MAKING CONNECTIONS: TOMNET facilitator Anthony Hegarty chats with member Bevin Bliesner before social distancing came into play and the men kept their connections active online and by phone.

Virus crisis can’t break bonds

TOMNET'S motto of "older men supporting older men" has passed with flying colours when put to the unprecedented test of COVID-19 restrictions.

"Our network is focused on creating sustainable peer support networks for life, and it has been invaluable," said general manager Louise Adcock.

But even she was surprised just how well it had worked in practice.

Ringing around participants to check how they were going, one man exclaimed, "You're the fourth person today!" with most having already been on calls or video link to numerous others in the group within the past couple of days.

As the program is open to all men over 50, many members were already computer literate, and they helped those who weren't, or found other ways to stay in touch.

Grandchildren also assisted in setting up some members to join in the Zoom counselling sessions that took the place of weekly physical get-togethers.

TOMNET had just launched a new program working one-to-one with facilitators to help retired men find new opportunities and regain meaning in their life when COVID-19 hit, forcing the initiative online.

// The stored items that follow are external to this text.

impl HistogramAnalysisBuilder {
    pub fn new() -> Self {
        Self::default()
    }

    /// Sets the transform `x = s * (f - h)`; `s` is checked when analyzing.
    pub fn ftox(mut self, h: f64, s: f64) -> Self {
        self.ftox = (h, s);
        self
    }

    /// Selects a built-in model by name (`"a2"`, `"canonical"`, `"direct"`).
    pub fn model_name(mut self, name: impl Into<String>) -> Self {
        self.model = ModelChoice::Named(name.into());
        self
    }

    pub fn model(mut self, model: impl Into<FitModel>) -> Self {
        self.model = ModelChoice::Model(model.into());
        self
    }

    /// Uses a caller-supplied model. Quantum error bars will not be available
    /// and an explicit [`p0`](Self::p0) is required.
    pub fn custom_model(self, model: CustomModel) -> Self {
        self.model(FitModel::Custom(model))
    }

    pub fn bounds(mut self, bounds: Bounds) -> Self {
        self.bounds = Some(bounds);
        self
    }

    /// Sets the solver seed, skipping the graphical guess.
    pub fn p0(mut self, p0: Vec<f64>) -> Self {
        self.p0 = Some(p0);
        self
    }

    pub fn threshold_fraction(mut self, threshold_fraction: f64) -> Self {
        self.threshold_fraction = threshold_fraction;
        self
    }

    pub fn redchi2_warn_threshold(mut self, threshold: f64) -> Self {
        self.redchi2_warn_threshold = threshold;
        self
    }

    pub fn solver_options(mut self, solver_options: SolverOptions) -> Self {
        self.solver_options = solver_options;
        self
    }

    pub fn solver<S: LeastSquaresSolver + 'static>(mut self, solver: S) -> Self {
        self.solver = Arc::new(solver);
        self
    }

    pub fn sink<S: DiagnosticSink + 'static>(mut self, sink: S) -> Self {
        self.sink = Arc::new(sink);
        self
    }

    fn resolve_model(&self) -> Result<FitModel> {
        match &self.model {
            ModelChoice::Default => Ok(FitModel::default()),
            ModelChoice::Named(name) => FitModel::builtin(name),
            ModelChoice::Model(model) => Ok(model.clone()),
        }
    }

    /// Run the analysis on `histogram`
    ///
    /// Any [`DensityHistogram`] can be analyzed; it is normalized to a
    /// probability density before fitting.
    #[instrument(skip_all, fields(num_bins = histogram.num_bins()))]
    pub fn analyze<H>(&self, histogram: &H) -> Result<HistogramAnalysis>
    where
        H: DensityHistogram + ?Sized,
    {
        let ftox = FtoX::new(self.ftox.0, self.ftox.1)?;
        let normalized = histogram.to_normalized();
        let model = self.resolve_model()?;
        let sink = self.sink.as_ref();

        let options = FitOptions {
            threshold_fraction: self.threshold_fraction,
            bounds: self.bounds.clone(),
            p0: self.p0.clone(),
            solver_options: self.solver_options,
        };
        let solver = self.solver.as_ref();
        let result = fit_histogram(&normalized, &model, &ftox, &options, solver, sink)?;
        sink.debug(&format!("Fit parameters: {}", result.params));

        let diagnostic =
            FitDiagnostic::compute(&result, &model, self.redchi2_warn_threshold, sink)?;
        sink.debug(&format!("Fit reduced chi-squared: {}", diagnostic.red_chi2));

        Ok(HistogramAnalysis {
            histogram: normalized,
            ftox,
            model,
            result,
            diagnostic,
            sink: Arc::clone(&self.sink),
        })
    }
}

impl fmt::Debug for HistogramAnalysisBuilder {
    fn fmt(&self, f: &mut fmt::Formatter<'_>) -> fmt::Result {
        f.debug_struct("HistogramAnalysisBuilder")
            .field("ftox", &self.ftox)
            .field("model", &self.model)
            .field("bounds", &self.bounds)
            .field("p0", &self.p0)
            .field("threshold_fraction", &self.threshold_fraction)
            .field("redchi2_warn_threshold", &self.redchi2_warn_threshold)
            .field("solver_options", &self.solver_options)
            .field("solver", &self.solver)
            .finish_non_exhaustive()
    }
}

/// A fitted histogram and its quantum error bars
pub struct HistogramAnalysis {
    histogram: HistogramWithErrorBars,
    ftox: FtoX,
    model: FitModel,
    result: FitHistogramResult,
    diagnostic: FitDiagnostic,
    sink: SharedSink,
}

impl HistogramAnalysis {
    /// Analyze with the default model, identity transform and no threshold
    pub fn new<H: DensityHistogram + ?Sized>(histogram: &H) -> Result<Self> {
        Self::builder().analyze(histogram)
    }

    pub fn builder() -> HistogramAnalysisBuilder {
        HistogramAnalysisBuilder::new()
    }

    /// Fitted coefficients, named after the model's parameters
    pub fn fit_parameters(&self) -> &FitParameters {
        &self.result.params
    }

    pub fn fit_red_chi2(&self) -> f64 {
        self.diagnostic.red_chi2
    }

    pub fn fit_diagnostic(&self) -> &FitDiagnostic {
        &self.diagnostic
    }

    pub fn fit_result(&self) -> &FitHistogramResult {
        &self.result
    }

    pub fn model(&self) -> &FitModel {
        &self.model
    }

    /// The histogram after normalization, as it was fitted
    pub fn normalized_histogram(&self) -> &HistogramWithErrorBars {
        &self.histogram
    }

    pub fn transform(&self) -> &FtoX {
        &self.ftox
    }

    pub fn ftox(&self, f: f64) -> f64 {
        self.ftox.ftox(f)
    }

    pub fn xtof(&self, x: f64) -> f64 {
        self.ftox.xtof(x)
    }

    /// Quantum error bars in the fit coordinate
    ///
    /// Fails with [`Error::MissingConverter`] for custom models and with the
    /// converter's error when the fitted curve has the wrong curvature.
    pub fn quantum_error_bars_x(&self) -> Result<QuantumErrorBarsX> {
        let converter = self
            .model
            .converter()
            .ok_or_else(|| Error::missing_converter(self.model.name()))?;
        converter.error_bars_x(self.result.params.values(), self.sink.as_ref())
    }

    /// Quantum error bars with the peak on the figure-of-merit axis
    pub fn quantum_error_bars(&self) -> Result<QuantumErrorBars> {
        Ok(self.quantum_error_bars_x()?.to_f(&self.ftox))
    }

    /// Pass the fitted coefficients as text to `print_fn`
    pub fn print_fit_parameters<F: FnMut(&str)>(
        &self,
        mut print_fn: F,
        show_cov: bool,
    ) -> &FitParameters {
        print_fn(&format_fit_parameters(&self.result.params, show_cov));
        &self.result.params
    }

    /// Pass the quantum error bars as text to `print_fn`
    pub fn print_quantum_error_bars<F: FnMut(&str)>(
        &self,
        mut print_fn: F,
    ) -> Result<QuantumErrorBars> {
        let q = self.quantum_error_bars()?;
        print_fn(&format_quantum_error_bars(&q));
        Ok(q)
    }

    /// [`print_fit_parameters`](Self::print_fit_parameters) to stdout
    pub fn display_fit_parameters(&self, show_cov: bool) -> &FitParameters {
        self.print_fit_parameters(|s| println!("{s}"), show_cov)
    }

    /// [`print_quantum_error_bars`](Self::print_quantum_error_bars) to stdout
    pub fn display_quantum_error_bars(&self) -> Result<QuantumErrorBars> {
        self.print_quantum_error_bars(|s| println!("{s}"))
    }

    /// Series to draw for this analysis
    pub fn plot_data(&self, options: &PlotOptions) -> Result<PlotData> {
        let r = &self.result;
        let fmin = r.f.iter().copied().fold(f64::INFINITY, f64::min);
        let fmax = r.f.iter().copied().fold(f64::NEG_INFINITY, f64::max);
        let fvals = linspace(fmin, fmax, options.curve_npts);
        let params = r.params.values();

        let fit = PlotSeries {
            label: "fit".to_string(),
            p: fvals
                .iter()
                .map(|&f| self.model.evaluate(self.ftox.ftox(f), params).exp())
                .collect(),
            f: fvals.clone(),
            err: None,
        };

        let deskewed_gaussian = if options.plot_deskewed_gaussian {
            if self.model.is_custom() {
                return Err(Error::missing_converter(self.model.name()));
            }
            let q = self.quantum_error_bars()?;
            let x0 = self.ftox.ftox(q.f0);
            Some(PlotSeries {
                label: "deskewed Gaussian".to_string(),
                p: fvals
                    .iter()
                    .map(|&f| {
                        let dx = self.ftox.ftox(f) - x0;
                        (-dx * dx / (q.delta * q.delta) + q.y0).exp()
                    })
                    .collect(),
                f: fvals,
                err: None,
            })
        } else {
            None
        };

        Ok(PlotData {
            xlabel: options.xlabel.clone(),
            ylabel: "probability density".to_string(),
            log_scale: options.log_scale,
            data: PlotSeries {
                label: "numerics".to_string(),
                f: r.f.clone(),
                p: r.p.clone(),
                err: Some(r.err_p.clone()),
            },
            fit,
            deskewed_gaussian,
        })
    }

    /// Compute the plot series and hand them to `visualizer`
    pub fn plot<V: FitVisualizer + ?Sized>(
        &self,
        visualizer: &V,
        options: &PlotOptions,
    ) -> Result<PlotData> {
        let data = self.plot_data(options)?;
        visualizer.render(&data)?;
        Ok(data)
    }
}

Current statistics show that three Australian men over 65 take their life every day - often finding that after a two-year "honeymoon period" immediately following retirement, they lose connections, purpose, momentum, and sink into depression and anxiety.

Complicating factors include losing partners, facing illness or other personal issues, or being forced into retirement through health or redundancy.

"TOMNET's ultimate goal is to turn the period from age 50 onwards into one of the most satisfying times in a retired man's life," president Stan Carroll said.

Part of being able to do that is just having the vocabulary to say how you are feeling, something men are often reluctant to do, or have little practice in doing, ingrained with the "suck it up and get on with it" philosophy.

It's also about finding a safe environment in which to share stories and connect emotionally over issues many have been "hanging on to for a long time", often thinking they were the only one feeling this way.

"We know walking in the door is the hardest, but it's worth it," Stan said.

In fact, eight out of 10 participants report they wish they had found TOMNET sooner to "get their confidence and spark back".

It is not just about the weekly meetings but the other organised and unscheduled activities that branch from that.

Louise said these days retirement can last almost as long as your working life, yet it is given far less thought and preparation.

TOMNET helps men think "outside the square" about their skills and interests, how to get involved in new opportunities like volunteering and establishing a new social network and "mates who rely on each other".

The fact that so much had been achieved by phone and video link as a result of necessity in dealing with COVID-19 restrictions, Louise said, was an exciting prospect for TOMNET's remote growth into other areas.